A 12-person panel of experts that included Robert M. Carney, PhD, and Kenneth E. Freedland, PhD, both professors of psychiatry at Washington University School of Medicine in St. Louis, made the recommendation to the American Heart Association (AHA).
Their findings are published online as a scientific statement in the journal Circulation.
The group sifted through hundreds of studies looking at the link between depression and heart problems. Most of the studies found that depression made people more likely to have a heart attack or die from heart disease.
"The findings didn't surprise us," said Carney. "Many studies have reported that depression predicts increased mortality, but it's rare to delve into this kind of research as deeply and as carefully as we have. Although we suspected we would find this link, having gone through all of these studies and conducted such a careful evaluation, we are more confident than ever that depression is a risk factor for mortality in people who have heart disease."
Carney and Freedland were chosen to be part of the expert panel because they have been studying depression's effects on heart disease for more than 25 years, first reporting in 1988 that depression predicts an increased risk of cardiac problems in patients with existing heart disease. Hundreds of studies have been conducted since then, and most have supported their initial observation.
Carney noted that when people lose weight, lower their blood pressure or quit smoking, their risk of heart disease is lowered. But so far, no studies have shown that treating depression lowers cardiac risk.
"Unfortunately, very few studies have looked at that question," Carney explained. "And only one study has included enough subjects to determine whether treating depression could lower the risk of having a heart attack or dying from heart disease. Treatment did not lower the risk of heart attack or death, but that was the first study of its kind.

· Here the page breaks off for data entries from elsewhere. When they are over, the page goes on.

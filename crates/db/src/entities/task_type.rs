use sea_orm::{JsonValue, entity::prelude::*};

#[derive(Clone, Debug, PartialEq, Eq, DeriveEntityModel)]
#[sea_orm(table_name = "task_types")]
pub struct Model {
    #[sea_orm(primary_key)]
    pub id: i64,
    pub team_id: i64,
    pub name: String,
    pub slug: String,
    pub description: Option<String>,
    pub workflow: JsonValue,
    pub color: Option<String>,
    pub created_at: DateTimeUtc,
    pub updated_at: DateTimeUtc,
}

#[derive(Copy, Clone, Debug, EnumIter, DeriveRelation)]
pub enum Relation {}

impl ActiveModelBehavior for ActiveModel {}
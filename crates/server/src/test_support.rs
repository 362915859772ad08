use std::sync::{Mutex, MutexGuard, OnceLock};

use axum::{
    Router,
    body::{Body, to_bytes},
    http::{Request, StatusCode, header},
    response::Response,
};
use db::{models::user::User, types::UserRole};
use deployment::Deployment;
use serde_json::Value;
use services::services::password::hash_password;
use test_support::TempRoot;
use tower::ServiceExt;

use crate::{DeploymentImpl, http};

pub const TEST_WEBHOOK_SECRET: &str = "webhook-sekrit";
pub const TEST_PASSWORD: &str = "password123";

pub fn test_lock() -> &'static Mutex<()> {
    static LOCK: OnceLock<Mutex<()>> = OnceLock::new();
    LOCK.get_or_init(|| Mutex::new(()))
}

/// Sets process env vars for the lifetime of the guard and restores them on drop.
pub struct TestEnvGuard {
    _lock: MutexGuard<'static, ()>,
    previous: Vec<(&'static str, Option<String>)>,
}

impl TestEnvGuard {
    pub fn new(vars: &[(&'static str, Option<&str>)]) -> Self {
        let lock = test_lock().lock().unwrap_or_else(|err| err.into_inner());
        let mut previous = Vec::with_capacity(vars.len());

        for (name, value) in vars {
            previous.push((*name, std::env::var(name).ok()));
            // SAFETY: tests using TestEnvGuard are serialized by test_lock.
            unsafe {
                match value {
                    Some(value) => std::env::set_var(name, value),
                    None => std::env::remove_var(name),
                }
            }
        }

        Self {
            _lock: lock,
            previous,
        }
    }
}

impl Drop for TestEnvGuard {
    fn drop(&mut self) {
        // SAFETY: tests using TestEnvGuard are serialized by test_lock.
        unsafe {
            for (name, value) in &self.previous {
                match value {
                    Some(value) => std::env::set_var(name, value),
                    None => std::env::remove_var(name),
                }
            }
        }
    }
}

/// A deployment on a fresh file-backed database with one admin signed in.
pub struct TestApp {
    pub deployment: DeploymentImpl,
    pub admin: User,
    pub admin_token: String,
    _env_guard: TestEnvGuard,
    _temp_root: TempRoot,
}

impl TestApp {
    pub async fn new() -> Self {
        let temp_root = TempRoot::new("core-pm-server");
        let db_url = temp_root.sqlite_url("db.sqlite");
        let env_guard = TestEnvGuard::new(&[
            ("DATABASE_URL", Some(db_url.as_str())),
            ("SECRET_KEY", Some("test-secret")),
            ("TASK_ID_PREFIX", Some("CORE")),
            ("THEME_STATUSES", None),
            ("GITHUB_WEBHOOK_SECRET", Some(TEST_WEBHOOK_SECRET)),
        ]);

        let deployment = DeploymentImpl::new().await.unwrap();
        let (admin, admin_token) = create_user(&deployment, "admin@test.dev", true).await;
        Self {
            deployment,
            admin,
            admin_token,
            _env_guard: env_guard,
            _temp_root: temp_root,
        }
    }

    pub fn router(&self) -> Router {
        http::router(self.deployment.clone())
    }

    pub async fn user(&self, email: &str, admin: bool) -> (User, String) {
        create_user(&self.deployment, email, admin).await
    }

    pub async fn send(
        &self,
        method: &str,
        uri: &str,
        token: Option<&str>,
        body: Option<Value>,
    ) -> (StatusCode, Value) {
        let mut builder = Request::builder().method(method).uri(uri);
        if let Some(token) = token {
            builder = builder.header(header::AUTHORIZATION, format!("Bearer {token}"));
        }
        let request = match body {
            Some(body) => builder
                .header(header::CONTENT_TYPE, "application/json")
                .body(Body::from(body.to_string()))
                .unwrap(),
            None => builder.body(Body::empty()).unwrap(),
        };

        let response = self.router().oneshot(request).await.unwrap();
        let status = response.status();
        (status, read_json(response).await)
    }

    /// Shorthand for admin requests that must succeed; returns `data`.
    pub async fn ok(&self, method: &str, uri: &str, body: Option<Value>) -> Value {
        let (status, json) = self.send(method, uri, Some(&self.admin_token), body).await;
        assert!(status.is_success(), "{method} {uri} -> {status}: {json}");
        json["data"].clone()
    }
}

pub async fn read_json(response: Response) -> Value {
    let body = to_bytes(response.into_body(), usize::MAX).await.unwrap();
    if body.is_empty() {
        return Value::Null;
    }
    serde_json::from_slice(&body).unwrap()
}

async fn create_user(deployment: &DeploymentImpl, email: &str, admin: bool) -> (User, String) {
    let role = if admin { UserRole::Admin } else { UserRole::User };
    let user = User::create(
        &deployment.db().pool,
        email,
        "Test User",
        hash_password(TEST_PASSWORD).unwrap(),
        role,
    )
    .await
    .unwrap();
    let token = deployment.jwt().issue(user.id, &role.to_string()).unwrap();
    (user, token)
}
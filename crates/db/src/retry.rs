use std::{future::Future, time::Duration};

use sea_orm::{DbErr, SqlErr};

const MAX_RETRIES: usize = 3;
const INITIAL_BACKOFF_MS: u64 = 10;
const MAX_BACKOFF_MS: u64 = 200;

/// Re-runs `op` when it loses a race on a unique index.
///
/// The closure receives the attempt number so it can pick a fresh candidate value.
pub(crate) async fn retry_on_unique_violation<T, F, Fut>(mut op: F) -> Result<T, DbErr>
where
    F: FnMut(usize) -> Fut,
    Fut: Future<Output = Result<T, DbErr>>,
{
    let mut backoff = Duration::from_millis(INITIAL_BACKOFF_MS);
    let mut attempt = 0;
    loop {
        match op(attempt).await {
            Err(err) if is_unique_violation(&err) && attempt < MAX_RETRIES => {
                tracing::debug!(attempt, error = %err, "Unique conflict, retrying");
                tokio::time::sleep(backoff).await;
                let next_ms = (backoff.as_millis() as u64)
                    .saturating_mul(2)
                    .min(MAX_BACKOFF_MS);
                backoff = Duration::from_millis(next_ms);
                attempt += 1;
            }
            result => return result,
        }
    }
}

pub fn is_unique_violation(err: &DbErr) -> bool {
    matches!(err.sql_err(), Some(SqlErr::UniqueConstraintViolation(_)))
}

#[cfg(test)]
mod tests {
    use std::sync::atomic::{AtomicUsize, Ordering};

    use sea_orm::{ConnectionTrait, Database};

    use super::*;

    #[tokio::test]
    async fn retries_with_next_candidate_after_conflict() {
        let db = Database::connect("sqlite::memory:").await.unwrap();
        db.execute_unprepared("CREATE TABLE codes (code TEXT NOT NULL UNIQUE);")
            .await
            .unwrap();
        db.execute_unprepared("INSERT INTO codes (code) VALUES ('C-1'), ('C-2');")
            .await
            .unwrap();

        let calls = AtomicUsize::new(0);
        let inserted = retry_on_unique_violation(|attempt| {
            calls.fetch_add(1, Ordering::SeqCst);
            let db = &db;
            async move {
                let code = format!("C-{}", attempt + 1);
                db.execute_unprepared(&format!("INSERT INTO codes (code) VALUES ('{code}');"))
                    .await?;
                Ok(code)
            }
        })
        .await
        .unwrap();

        assert_eq!(inserted, "C-3");
        assert_eq!(calls.load(Ordering::SeqCst), 3);
    }

    #[tokio::test]
    async fn other_errors_are_not_retried() {
        let calls = AtomicUsize::new(0);
        let result: Result<(), DbErr> = retry_on_unique_violation(|_| {
            calls.fetch_add(1, Ordering::SeqCst);
            async { Err(DbErr::Custom("boom".to_string())) }
        })
        .await;

        assert!(result.is_err());
        assert_eq!(calls.load(Ordering::SeqCst), 1);
    }
}
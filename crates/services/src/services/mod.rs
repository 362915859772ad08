pub mod board;
pub mod custom_fields;
pub mod github;
pub mod migration_plan;
pub mod password;
pub mod seed;
pub mod team;
pub mod type_migration;
pub mod type_schema;
pub mod validation;
pub mod workflow;
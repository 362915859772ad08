use std::sync::Arc;

use async_trait::async_trait;
use config::Settings;
use db::DBService;
use deployment::{Deployment, DeploymentError};
use secrecy::ExposeSecret;
use services::services::github::TaskIdMatcher;
use utils_jwt::JwtService;

#[derive(Clone)]
pub struct LocalDeployment {
    settings: Arc<Settings>,
    db: DBService,
    jwt: JwtService,
    task_ids: TaskIdMatcher,
}

#[async_trait]
impl Deployment for LocalDeployment {
    async fn new() -> Result<Self, DeploymentError> {
        Self::from_settings(Settings::from_env()).await
    }

    fn settings(&self) -> &Settings {
        &self.settings
    }

    fn db(&self) -> &DBService {
        &self.db
    }

    fn jwt(&self) -> &JwtService {
        &self.jwt
    }

    fn task_ids(&self) -> &TaskIdMatcher {
        &self.task_ids
    }
}

impl LocalDeployment {
    pub async fn from_settings(settings: Settings) -> Result<Self, DeploymentError> {
        let db = DBService::new(&settings.database_url).await?;
        let jwt = JwtService::new(
            settings.secret_key.expose_secret().as_bytes(),
            settings.access_token_expire_minutes,
        );
        let task_ids = TaskIdMatcher::new(&settings.task_id_prefix)?;

        tracing::info!(
            app_name = %settings.app_name,
            task_id_prefix = %settings.task_id_prefix,
            webhook_signatures = settings.github_webhook_secret.is_some(),
            "Deployment ready"
        );

        Ok(Self {
            settings: Arc::new(settings),
            db,
            jwt,
            task_ids,
        })
    }
}
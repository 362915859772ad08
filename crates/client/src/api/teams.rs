use db::models::team::{
    AddTeamMember, CreateTeam, Team, TeamMember, TeamStats, TeamWithMembers, UpdateTeam,
};
use reqwest::Method;
use services::services::board::Board;
use utils::{
    pagination::{PageParams, Paginated},
    response::MessageResponse,
};

use super::ApiClient;
use crate::{
    cache::{Mutation, QueryParams, Resource},
    error::ClientError,
};

impl ApiClient {
    pub async fn list_teams(&self, page: PageParams) -> Result<Paginated<Team>, ClientError> {
        self.get(Resource::Teams, "/teams", QueryParams::new().with_page(page))
            .await
    }

    pub async fn get_team(&self, team_id: i64) -> Result<TeamWithMembers, ClientError> {
        self.get(Resource::Teams, &format!("/teams/{team_id}"), QueryParams::new())
            .await
    }

    pub async fn team_stats(&self, team_id: i64) -> Result<TeamStats, ClientError> {
        self.get(
            Resource::Teams,
            &format!("/teams/{team_id}/stats"),
            QueryParams::new(),
        )
        .await
    }

    pub async fn create_team(&self, payload: &CreateTeam) -> Result<Team, ClientError> {
        self.mutate(Method::POST, "/teams", Some(payload), Mutation::Team)
            .await
    }

    pub async fn update_team(&self, team_id: i64, payload: &UpdateTeam) -> Result<Team, ClientError> {
        self.mutate(
            Method::PATCH,
            &format!("/teams/{team_id}"),
            Some(payload),
            Mutation::Team,
        )
        .await
    }

    /// A team that still has tasks can only be deleted with a reassignment target.
    pub async fn delete_team(
        &self,
        team_id: i64,
        reassign_tasks_to: Option<i64>,
    ) -> Result<MessageResponse, ClientError> {
        self.mutate_with_query(
            Method::DELETE,
            &format!("/teams/{team_id}"),
            QueryParams::new().with_opt("reassign_tasks_to", reassign_tasks_to),
            None::<&()>,
            Mutation::Team,
        )
        .await
    }

    pub async fn list_team_members(&self, team_id: i64) -> Result<Vec<TeamMember>, ClientError> {
        self.get(
            Resource::Teams,
            &format!("/teams/{team_id}/members"),
            QueryParams::new(),
        )
        .await
    }

    pub async fn add_team_member(
        &self,
        team_id: i64,
        payload: &AddTeamMember,
    ) -> Result<TeamMember, ClientError> {
        self.mutate(
            Method::POST,
            &format!("/teams/{team_id}/members"),
            Some(payload),
            Mutation::Team,
        )
        .await
    }

    pub async fn remove_team_member(
        &self,
        team_id: i64,
        user_id: i64,
    ) -> Result<MessageResponse, ClientError> {
        self.mutate(
            Method::DELETE,
            &format!("/teams/{team_id}/members/{user_id}"),
            None::<&()>,
            Mutation::Team,
        )
        .await
    }

    pub async fn board(&self, team_slug: &str) -> Result<Board, ClientError> {
        self.get(
            Resource::Board,
            &format!("/board/{team_slug}"),
            QueryParams::new(),
        )
        .await
    }
}
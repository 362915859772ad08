use chrono::{DateTime, Utc};
use sea_orm::{
    ActiveModelTrait, ColumnTrait, ConnectionTrait, DbErr, EntityTrait, PaginatorTrait,
    QueryFilter, QueryOrder, QuerySelect, Set,
};
use serde::{Deserialize, Serialize};
use ts_rs::TS;
use utils::pagination::Page;

use crate::{entities::theme, models::project::ProjectBrief};

/// Status hidden from theme listings unless explicitly requested.
pub const ARCHIVED_STATUS: &str = "archived";

#[derive(Debug, Clone, Serialize, Deserialize, TS)]
pub struct Theme {
    pub id: i64,
    pub title: String,
    pub description: Option<String>,
    pub status: String,
    #[ts(type = "Date")]
    pub created_at: DateTime<Utc>,
    #[ts(type = "Date")]
    pub updated_at: DateTime<Utc>,
}

#[derive(Debug, Clone, PartialEq, Eq, Serialize, Deserialize, TS)]
pub struct ThemeBrief {
    pub id: i64,
    pub title: String,
    pub status: String,
}

#[derive(Debug, Clone, Serialize, Deserialize, TS)]
#[ts(export)]
pub struct ThemeWithProjects {
    #[serde(flatten)]
    pub theme: Theme,
    pub projects: Vec<ProjectBrief>,
}

#[derive(Debug, Clone, Serialize, Deserialize, TS)]
pub struct CreateTheme {
    pub title: String,
    pub description: Option<String>,
    pub status: Option<String>,
}

#[derive(Debug, Clone, Default, Serialize, Deserialize, TS)]
pub struct UpdateTheme {
    pub title: Option<String>,
    #[serde(
        default,
        deserialize_with = "utils::patch::nullable",
        skip_serializing_if = "Option::is_none"
    )]
    #[ts(optional)]
    pub description: Option<Option<String>>,
    pub status: Option<String>,
}

impl Theme {
    fn from_model(model: theme::Model) -> Self {
        Self {
            id: model.id,
            title: model.title,
            description: model.description,
            status: model.status,
            created_at: model.created_at.into(),
            updated_at: model.updated_at.into(),
        }
    }

    pub fn brief(&self) -> ThemeBrief {
        ThemeBrief {
            id: self.id,
            title: self.title.clone(),
            status: self.status.clone(),
        }
    }

    pub async fn find_by_id<C: ConnectionTrait>(db: &C, id: i64) -> Result<Option<Self>, DbErr> {
        let record = theme::Entity::find_by_id(id).one(db).await?;
        Ok(record.map(Self::from_model))
    }

    pub async fn exists<C: ConnectionTrait>(db: &C, id: i64) -> Result<bool, DbErr> {
        let count = theme::Entity::find()
            .filter(theme::Column::Id.eq(id))
            .count(db)
            .await?;
        Ok(count > 0)
    }

    pub async fn find_by_title<C: ConnectionTrait>(
        db: &C,
        title: &str,
    ) -> Result<Option<Self>, DbErr> {
        let record = theme::Entity::find()
            .filter(theme::Column::Title.eq(title))
            .one(db)
            .await?;
        Ok(record.map(Self::from_model))
    }

    pub async fn list<C: ConnectionTrait>(
        db: &C,
        include_archived: bool,
        page: Page,
    ) -> Result<(Vec<Self>, u64), DbErr> {
        let mut query = theme::Entity::find()
            .order_by_desc(theme::Column::CreatedAt)
            .order_by_desc(theme::Column::Id);
        if !include_archived {
            query = query.filter(theme::Column::Status.ne(ARCHIVED_STATUS));
        }
        let total = query.clone().count(db).await?;
        let records = query
            .offset(page.offset())
            .limit(page.page_size)
            .all(db)
            .await?;
        Ok((records.into_iter().map(Self::from_model).collect(), total))
    }

    pub async fn create<C: ConnectionTrait>(
        db: &C,
        data: &CreateTheme,
        status: &str,
    ) -> Result<Self, DbErr> {
        let now = Utc::now();
        let active = theme::ActiveModel {
            title: Set(data.title.clone()),
            description: Set(data.description.clone()),
            status: Set(status.to_string()),
            created_at: Set(now.into()),
            updated_at: Set(now.into()),
            ..Default::default()
        };
        let model = active.insert(db).await?;
        Ok(Self::from_model(model))
    }

    pub async fn update<C: ConnectionTrait>(
        db: &C,
        id: i64,
        payload: &UpdateTheme,
    ) -> Result<Self, DbErr> {
        let record = theme::Entity::find_by_id(id)
            .one(db)
            .await?
            .ok_or(DbErr::RecordNotFound("Theme not found".to_string()))?;

        let mut active: theme::ActiveModel = record.into();
        if let Some(title) = payload.title.clone() {
            active.title = Set(title);
        }
        if let Some(description) = payload.description.clone() {
            active.description = Set(description);
        }
        if let Some(status) = payload.status.clone() {
            active.status = Set(status);
        }
        active.updated_at = Set(Utc::now().into());

        let updated = active.update(db).await?;
        Ok(Self::from_model(updated))
    }

    pub async fn delete<C: ConnectionTrait>(db: &C, id: i64) -> Result<u64, DbErr> {
        let result = theme::Entity::delete_many()
            .filter(theme::Column::Id.eq(id))
            .exec(db)
            .await?;
        Ok(result.rows_affected)
    }
}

More clinical trials are needed to identify treatments that may improve heart health along with depression."
Part of the problem is that the available treatments don't work for everyone. Even the best therapies for depression lead to remission in only about one of every two depressed patients.
But Carney and Freedland are set to begin a new clinical trial to evaluate whether a different approach to treatment can be more successful in alleviating depression and lowering the risk of future cardiac events.
"We believe better depression treatments may improve survival," Carney said. "More effective treatments certainly will improve a patient's quality of life. More research will be needed, though, before we can say treating depression can improve heart health or survival in patients with heart disease."
What is known with certainty at this point, he said, is that not treating depression can have negative effects on health and quality of life.